12. Februar 2012

Zitat des Tages: "Die Franzosen würden gern, können aber nicht; die Deutschen können, wollen aber nicht". T.G. Ash über die Führung Europas

Die Deutschen fühlen sich unbehaglich, weil es schlecht ankommt, wenn sie wirklich führen, aber auch schlecht ankommt, wenn sie nicht führen. (...) Überdies hat die deutsche Zurückhaltung, eine Führungsrolle in Europa zu spielen, auch damit zu tun, daß die deutsche Führungselite daran nicht gewöhnt ist - anders als die französische Elite, die nichts mehr liebt. Die Franzosen würden nur zu gern, können aber nicht; die Deutschen können, wollen aber nicht.
Der britische Historiker Timothy Garton Ash in einem Essay "Allein kriegen sie es nicht hin" im morgen erscheinenden gedruckten "Spiegel" (7/2012 vom 13. 2. 2012).

Kommentar: Ash artikuliert das, was man oft in der ausländischen, vor allem in der angelsächsischen Presse liest: Deutschland ist nun einmal das mächtigste Land Europas; aber es ziert sich, diese Rolle anzunehmen.

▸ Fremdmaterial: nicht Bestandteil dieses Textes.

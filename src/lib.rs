//! Cache-tuned, in-memory ordered maps with a compile-time shape.
//!
//! This crate provides two ordered map implementations built on the same
//! fixed-capacity node skeleton, meant for measuring how node layout and
//! search strategy affect real lookup and insert cost:
//!
//! - [`BTreeMap`] - a classic B-tree; key-value pairs live at every level
//!   and a lookup can stop at an internal node.
//! - [`BPlusTreeMap`] - a B+-tree; pairs live only in leaves, branches hold
//!   separator keys, and leaves may defer sorting until a split (the lazy
//!   policy).
//!
//! The shape is fixed at compile time: node capacities are `typenum`
//! parameters backing inline `generic-array` storage, and node search is a
//! zero-sized strategy type ([`Linear`], [`LinearBranchless`],
//! [`BinaryBranchless`], [`Dynamic`], and - for lazy leaves -
//! [`LinearLazy`]). Each combination monomorphises into a dedicated map, so
//! there is no dynamic dispatch anywhere on the hot path.
//!
//! # Quick start
//!
//! ```
//! use btree_lab::{BPlusTreeMap, PutOutcome};
//!
//! let mut map = BPlusTreeMap::<u64, &str>::new();
//! map.put(1, "one")?;
//! map.put(2, "two")?;
//! assert_eq!(map.put(2, "deux")?, PutOutcome::Replaced);
//!
//! assert_eq!(map.get(&2), Some(&"deux"));
//! assert_eq!(map.len(), 2);
//! # Ok::<(), btree_lab::TreeError>(())
//! ```
//!
//! # Tuning the shape
//!
//! ```
//! use btree_lab::{BPlusTreeMap, BinaryBranchless, LinearLazy};
//! use typenum::{U16, U32};
//!
//! // Wide leaves appended lazily, branches bisected branchlessly.
//! type HotMap = BPlusTreeMap<u64, u64, U32, U16, BinaryBranchless, LinearLazy>;
//!
//! let mut map = HotMap::new();
//! for k in 0..1000u64 {
//!     map.put(k, k * 2).unwrap();
//! }
//! assert_eq!(map.get(&999), Some(&1998));
//! ```
//!
//! # Allocators
//!
//! Every node is obtained from an [`allocator_api2`] allocator owned by the
//! map (`Global` by default; pass another via `new_in`). Allocation failure
//! is an ordinary error: a `put` that cannot reserve the nodes its splits
//! need returns [`TreeError::OutOfMemory`] and leaves the map untouched.
//!
//! # Scope
//!
//! These maps are insert-and-lookup structures: there is no deletion, no
//! range iteration, and no internal synchronisation. The `selfcheck` cargo
//! feature re-validates every structural invariant after each mutation,
//! which is invaluable under test and far too slow for measurement runs.

#![no_std]
#![deny(unsafe_op_in_unsafe_fn)]

#[cfg(any(feature = "std", test))]
extern crate std;

extern crate alloc;

mod common;
mod error;

/// The classic B-tree variant: key-value pairs at every level.
pub mod btree;
/// The B+-tree variant: key-value pairs only in leaves.
pub mod bptree;
/// Node search strategies, selected as map type parameters.
pub mod search;

#[cfg(test)]
pub(crate) mod test_alloc;

pub use bptree::BPlusTreeMap;
pub use btree::BTreeMap;
pub use error::TreeError;
pub use search::{
    BinaryBranchless, Dynamic, LeafSearch, Linear, LinearBranchless, LinearLazy, Search,
};

/// What a successful `put` did.
#[derive(Debug, Clone, Copy, PartialEq, Eq)]
pub enum PutOutcome {
    /// The key was absent; a new pair was stored and the map grew by one.
    Inserted,
    /// The key was present; its value was overwritten in place.
    Replaced,
}
//! Builds a few tiny trees and writes their structural dumps to stdout, so
//! the split and promotion behaviour is visible at a glance.
//!
//! Run with: `cargo run --example structure`

use std::error::Error;
use std::io::stdout;

use typenum::U2;

use btree_lab::{BPlusTreeMap, BTreeMap, LinearLazy};

fn main() -> Result<(), Box<dyn Error>> {
    let mut out = stdout().lock();

    println!("B-tree, capacity 2, keys 1..=7 ascending:");
    let mut btree = BTreeMap::<u64, u64, U2>::new();
    for k in 1..=7 {
        btree.put(k, k * 10)?;
    }
    btree.validate();
    btree.print(&mut out)?;
    println!("depth = {}, len = {}", btree.depth(), btree.len());

    println!();
    println!("B+-tree, capacities 2/2, keys 1..=7 ascending:");
    let mut bptree = BPlusTreeMap::<u64, u64, U2, U2>::new();
    for k in 1..=7 {
        bptree.put(k, k * 10)?;
    }
    bptree.validate();
    bptree.print(&mut out)?;
    println!("depth = {}, len = {}", bptree.depth(), bptree.len());

    println!();
    println!("B+-tree with lazy leaves, before any split:");
    let mut lazy = BPlusTreeMap::<u64, u64, typenum::U8, U2, btree_lab::Linear, LinearLazy>::new();
    for k in [5, 2, 7, 1, 6] {
        lazy.put(k, k * 10)?;
    }
    lazy.validate();
    lazy.print(&mut out)?;
    println!("depth = {}, len = {}", lazy.depth(), lazy.len());

    Ok(())
}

Es hat etwas Paradoxes: Länder die ihre Macht überschätzten und sich übernahmen, gibt es und gab es in der Geschichte reichlich; von Sparta bis zum Frankreich Bonapartes, der gern Herr über Europa werden wollte. Daß ein Land umgekehrt - wie Ash es ausdrückt - kann, aber nicht will, ist etwas historisch Seltenes, vielleicht Einmaliges.

Natürlich liegt es daran, daß vor mehr als einem halben Jahrhundert ein Anderer versucht hatte, es Bonaparte mit mehr Erfolg nachzumachen. Als das katastrophal gescheitert war, hat sich Deutschland, zumal als geteiltes Land, kleingemacht. Sehr mit Recht, und ja ohne daß dies dem Wohl des deutschen Volkes geschadet hätte.

Aber klein machen können sich wohl auf Dauer nur kleine Länder - wie die Schweiz, wie Österreich, Schweden oder Finnland. Das größte Land Europas, auch noch in dessen Mitte gelegen, kann sich auf Dauer nicht kleinmachen. Es muß führen. Ob zu unserem Vorteil, ob zu dem Europas - das ist eine andere Frage.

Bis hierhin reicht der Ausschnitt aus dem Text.